Letters to God does, nonetheless, have a lot a going for it.  It lovingly tells the story of the real-life Tyler Doughtie (renamed here Doherty) who bounces back from brain-tumor surgery for a time and inspires friends and family with his titular prayer-letters to God; it thankfully doesn’t drag us through tragedy-of-the-week territory, instead jumping right into Tyler’s attempts to reintroduce himself to life; it features a strong and appealing central performance from Robyn Lively as Tyler’s mom, Maddy; and nowhere do you feel like the producers are trying to sneak by with second-best.  Most significantly, Letters doesn’t ditch the hard realities that screenwriter Patrick Doughtie, Tyler’s father, packed into the story.

Robyn Lively as Maddy in Letters to GodGiven my ambivalence about the film, though, a decent point of comparison for audiences might be the recent dying-child film Extraordinary Measures, starring Harrison Ford and Brendan Fraser.  For all its deep pockets and megawatt star power, Measures somehow managed to miss the core of its story and fall flat by getting lost in subplots and characters who were not central to the film’s heart.  So while Letters, by way of comparison, will never achieve genre-classic status as did Death Be Not Proud, the filmmakers should be very satisfied that they managed to outdo their big-studio counterparts.  Measures may be more “entertaining” than Letters, but it just feels hollow alongside it.

Even for its target audience, though—those likely to jump on board with grass-roots indie Christian-film campaigns out of sheer frustration with offerings from the major distributors—Letters might feel a little too much like a fantasy.  The Doherty home and the goings-on there are just a little too tidy and bright; Patrick’s friend Samantha and her grandfather (Bailee Madison and Ralph Waite) are just a little too precious; and postman Brady’s apartment simply doesn’t feel lived in.  The sets and staging feel as if the filmmakers themselves live on film sets rather than in the real world, and can no longer tell the difference.

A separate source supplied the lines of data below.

//! Ambient noise bed synthesizer.
//!
//! One bed at a time: starting a new bed tears the old one down first. The
//! bed is a 2-second looping noise buffer shaped by a per-kind low-pass (or
//! a caller-decoded file), mixed into the host's output through an
//! exponentially-ramped master gain. The host pulls audio with `render`;
//! after `stop`, generator resources are released only once the fade-out
//! ramp completes, so the bed never clicks off.

use rand::rngs::StdRng;
use rand::{Rng, SeedableRng};
use serde::{Deserialize, Serialize};

use crate::buffer::SampleBuffer;
use crate::dsp::Biquad;
use crate::error::ConfigError;
use crate::session::AudioSession;

/// Looping noise buffer length in seconds.
const BED_SECONDS: f32 = 2.0;

/// Exponential ramp floor; gains never reach exact zero.
const GAIN_FLOOR: f32 = 1e-3;

/// Fade-in and stop fade-out time.
const START_STOP_RAMP_S: f32 = 1.0;

/// Volume-change ramp time.
const VOLUME_RAMP_S: f32 = 0.1;

#[derive(Debug, Clone, Copy, PartialEq, Eq, Serialize, Deserialize)]
pub enum NoiseKind {
    Rain,
    Fire,
    Cafe,
    File,
}

struct KindShape {
    /// Low-pass cutoff applied to the white-noise bed.
    cutoff_hz: f32,
    /// Output gain applied after filtering.
    output_gain: f32,
}

fn shape_for(kind: NoiseKind) -> KindShape {
    match kind {
        // Steady wash
        NoiseKind::Rain => KindShape {
            cutoff_hz: 800.0,
            output_gain: 0.5,
        },
        // Low rumble, hotter to compensate for the narrow band
        NoiseKind::Fire => KindShape {
            cutoff_hz: 150.0,
            output_gain: 0.6,
        },
        // Pink-noise proxy for room tone
        NoiseKind::Cafe => KindShape {
            cutoff_hz: 400.0,
            output_gain: 0.4,
        },
        NoiseKind::File => KindShape {
            cutoff_hz: 0.0,
            output_gain: 1.0,
        },
    }
}

#[derive(Debug, Clone, Copy, PartialEq, Eq)]
enum BedPhase {
    Running,
    Stopping,
}

struct ActiveBed {
    kind: NoiseKind,
    samples: Vec<f32>,
    pos: usize,
    gain: f32,
    target_gain: f32,
    /// Per-sample multiplicative step toward `target_gain`.
    ramp_step: f32,
    phase: BedPhase,
}

impl ActiveBed {
    fn retarget(&mut self, target: f32, ramp_seconds: f32, sample_rate: f32) {
        let target = target.max(GAIN_FLOOR);
        self.target_gain = target;
        let steps = (ramp_seconds * sample_rate).max(1.0);
        self.ramp_step = (target / self.gain.max(GAIN_FLOOR)).powf(1.0 / steps);
    }

    #[inline]
    fn advance_gain(&mut self) {
        if (self.gain - self.target_gain).abs() <= self.target_gain * 1e-3 {
            self.gain = self.target_gain;
        } else {
            self.gain *= self.ramp_step;
        }
    }
}

/// Session-scoped ambient noise source. At most one bed is active; its
/// lifecycle belongs to the host session, not to any recording.
pub struct AmbientSynth {
    sample_rate: u32,
    rng: StdRng,
    user_file: Option<SampleBuffer>,
    bed: Option<ActiveBed>,
}

impl AmbientSynth {
    pub fn new(session: &AudioSession) -> Self {
        Self::with_seed(session, rand::random())
    }

    /// Deterministic construction for tests.
    pub fn with_seed(session: &AudioSession, seed: u64) -> Self {
        Self {
            sample_rate: session.sample_rate(),
            rng: StdRng::seed_from_u64(seed),
            user_file: None,
            bed: None,
        }
    }

    /// Supply a decoded file to loop for `NoiseKind::File`.
    pub fn set_user_file(&mut self, buffer: SampleBuffer) {
        self.user_file = Some(buffer);
    }

    /// Start a bed, replacing any active one (never overlapping sources).
    /// The master gain ramps in from near-zero over one second.
    pub fn play(&mut self, kind: NoiseKind, gain: f32) -> Result<(), ConfigError> {
        if !(0.0..=1.0).contains(&gain) {
            return Err(ConfigError::OutOfRange {
                context: "ambience gain",
                min: 0.0,
                max: 1.0,
                value: gain,
            });
        }

        let samples = match kind {
            NoiseKind::File => {
                let file = self.user_file.as_ref().ok_or(ConfigError::MissingAmbienceFile)?;
                if file.is_empty() {
                    return Err(ConfigError::MissingAmbienceFile);
                }
                file.channel(0).to_vec()
            }
            _ => self.build_noise_bed(kind),
        };

        let mut bed = ActiveBed {
            kind,
            samples,
            pos: 0,
            gain: GAIN_FLOOR,
            target_gain: GAIN_FLOOR,
            ramp_step: 1.0,
            phase: BedPhase::Running,
        };
        bed.retarget(gain, START_STOP_RAMP_S, self.sample_rate as f32);
        self.bed = Some(bed);

        log::debug!("ambience started: {kind:?} at gain {gain:.2}");
        Ok(())
    }

    /// Ramp the running bed to a new gain over 0.1 s. No-op when idle.
    pub fn set_volume(&mut self, gain: f32) -> Result<(), ConfigError> {
        if !(0.0..=1.0).contains(&gain) {
            return Err(ConfigError::OutOfRange {
                context: "ambience gain",
                min: 0.0,
                max: 1.0,
                value: gain,
            });
        }
        let sample_rate = self.sample_rate as f32;
        if let Some(bed) = self.bed.as_mut() {
            if bed.phase == BedPhase::Running {
                bed.retarget(gain, VOLUME_RAMP_S, sample_rate);
            }
        }
        Ok(())
    }

    /// Begin the one-second fade-out. Generator resources are released by a
    /// later `render` call once the ramp has completed, never before.
    pub fn stop(&mut self) {
        let sample_rate = self.sample_rate as f32;
        if let Some(bed) = self.bed.as_mut() {
            bed.phase = BedPhase::Stopping;
            bed.retarget(GAIN_FLOOR, START_STOP_RAMP_S, sample_rate);
            log::debug!("ambience stopping: {:?}", bed.kind);
        }
    }

    pub fn is_active(&self) -> bool {
        self.bed.is_some()
    }

    pub fn current_kind(&self) -> Option<NoiseKind> {
        self.bed.as_ref().map(|bed| bed.kind)
    }

    /// Mix the bed into `out` (additive). Silent when idle.
    pub fn render(&mut self, out: &mut [f32]) {
        let Some(bed) = self.bed.as_mut() else {
            return;
        };

        let mut faded_out = false;
        for slot in out.iter_mut() {
            *slot += bed.samples[bed.pos] * bed.gain;
            bed.pos = (bed.pos + 1) % bed.samples.len();
            bed.advance_gain();

            if bed.phase == BedPhase::Stopping && bed.gain <= GAIN_FLOOR {
                faded_out = true;
                break;
            }
        }

        if faded_out {
            let kind = bed.kind;
            self.bed = None;
            log::debug!("ambience released: {kind:?}");
        }
    }

    fn build_noise_bed(&mut self, kind: NoiseKind) -> Vec<f32> {
        let shape = shape_for(kind);
        let len = (BED_SECONDS * self.sample_rate as f32) as usize;

        let white: Vec<f32> = (0..len).map(|_| self.rng.gen_range(-1.0..1.0)).collect();
        let mut filter = Biquad::low_pass(shape.cutoff_hz, 0.707, self.sample_rate as f32);
        white
            .iter()
            .map(|&x| filter.process(x) * shape.output_gain)
            .collect()
    }
}

#[cfg(test)]
mod tests {
    use super::*;
    use crate::dsp::utils::frame_rms;

    const SR: u32 = 44100;

    fn synth() -> AmbientSynth {
        let session = AudioSession::new(SR).unwrap();
        AmbientSynth::with_seed(&session, 1234)
    }

    fn drain(synth: &mut AmbientSynth, seconds: f32) -> Vec<f32> {
        let mut out = vec![0.0f32; (seconds * SR as f32) as usize];
        synth.render(&mut out);
        out
    }

    #[test]
    fn play_fades_in_over_a_second() {
        let mut synth = synth();
        synth.play(NoiseKind::Rain, 0.8).unwrap();

        let out = drain(&mut synth, 2.0);
        let early = frame_rms(&out[..4410]); // first 100 ms
        let late = frame_rms(&out[(1.5 * SR as f32) as usize..]); // post-ramp
        assert!(early < late * 0.5, "early {early}, late {late}");
        assert!(late > 0.0);
    }

    #[test]
    fn replacing_a_bed_never_overlaps_sources() {
        let mut synth = synth();
        synth.play(NoiseKind::Rain, 0.5).unwrap();
        synth.play(NoiseKind::Fire, 0.5).unwrap();
        assert_eq!(synth.current_kind(), Some(NoiseKind::Fire));
    }

    #[test]
    fn stop_releases_only_after_the_ramp() {
        let mut synth = synth();
        synth.play(NoiseKind::Cafe, 0.6).unwrap();
        drain(&mut synth, 2.0);

        synth.stop();
        assert!(synth.is_active(), "resources held during fade");

        // Half the fade: still active
        drain(&mut synth, 0.5);
        assert!(synth.is_active());

        // Well past the fade: released
        drain(&mut synth, 2.0);
        assert!(!synth.is_active());
    }

    #[test]
    fn fire_is_darker_than_rain() {
        // Compare energy above ~1 kHz via a crude difference proxy: the
        // rain bed (800 Hz cutoff) must fluctuate faster than fire (150 Hz)
        let mut synth = synth();
        synth.play(NoiseKind::Rain, 1.0).unwrap();
        let rain = drain(&mut synth, 2.0);

        synth.play(NoiseKind::Fire, 1.0).unwrap();
        let fire = drain(&mut synth, 2.0);

        let hf = |x: &[f32]| {
            let mut sum = 0.0f32;
            for pair in x.windows(2) {
                let d = pair[1] - pair[0];
                sum += d * d;
            }
            (sum / (x.len() - 1) as f32).sqrt()
        };
        let tail = (1.5 * SR as f32) as usize;
        assert!(hf(&rain[tail..]) > 2.0 * hf(&fire[tail..]));
    }

    #[test]
    fn file_kind_requires_a_file() {
        let mut synth = synth();
        assert!(matches!(
            synth.play(NoiseKind::File, 0.5),
            Err(ConfigError::MissingAmbienceFile)
        ));

        let file = SampleBuffer::from_mono(vec![0.25; 1000], SR).unwrap();
        synth.set_user_file(file);
        synth.play(NoiseKind::File, 1.0).unwrap();

        let out = drain(&mut synth, 2.0);
        // Looped constant file: post-ramp output sits near 0.25
        let tail = &out[(1.8 * SR as f32) as usize..];
        assert!((frame_rms(tail) - 0.25).abs() < 0.02);
    }

    #[test]
    fn gain_out_of_range_is_rejected() {
        let mut synth = synth();
        assert!(synth.play(NoiseKind::Rain, 1.5).is_err());
        assert!(synth.play(NoiseKind::Rain, -0.1).is_err());
        synth.play(NoiseKind::Rain, 0.5).unwrap();
        assert!(synth.set_volume(2.0).is_err());
        assert!(synth.set_volume(0.9).is_ok());
    }

    #[test]
    fn volume_ramp_reaches_new_target() {
        let mut synth = synth();
        synth.play(NoiseKind::File, 0.0).unwrap_err(); // no file: state untouched
        synth.play(NoiseKind::Rain, 0.2).unwrap();
        drain(&mut synth, 2.0);
        let low = frame_rms(&drain(&mut synth, 0.5));

        synth.set_volume(0.9).unwrap();
        drain(&mut synth, 0.5); // let the 0.1 s ramp finish
        let high = frame_rms(&drain(&mut synth, 0.5));
        assert!(high > low * 3.0, "low {low}, high {high}");
    }
}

By comparison, I screened To Save A Life about the same time as both Letters to God and Extraordinary Measures.  The advance screener of Life was so troublesome that I had to restart the film seven times in order to complete it—and was happy to because the world portrayed was compellingly realistic—not gratuitously “frank,” as Booth Tarkington may have complained a century ago, but honest and genuine and perfectly in tune with the thrust of the story. 

As I remarked at the time, if I’d had the same problems screening Measures, I doubt I would have bothered to finish.  Letters to God?  Probably.  But it’s a tough call.

So if these are films with which you are familiar, my comments may help you determine if Letters will be your cup of tea.

If not, I certainly wouldn’t warn you away from Letters.  It’s well-made, it offers sound reflections on the nature of God and the nature of man, and I’m always in favor of anything that makes us think more deeply about our faith—and about prayer in particular.

Letters to God is rated PG for “thematic material.” Not much to comment on from this standpoint.  Death can be a touchy subject.

Courtesy of a national publicist, Greg screened a promotional copy of the film’s DVD release.  The special features are unremarkable.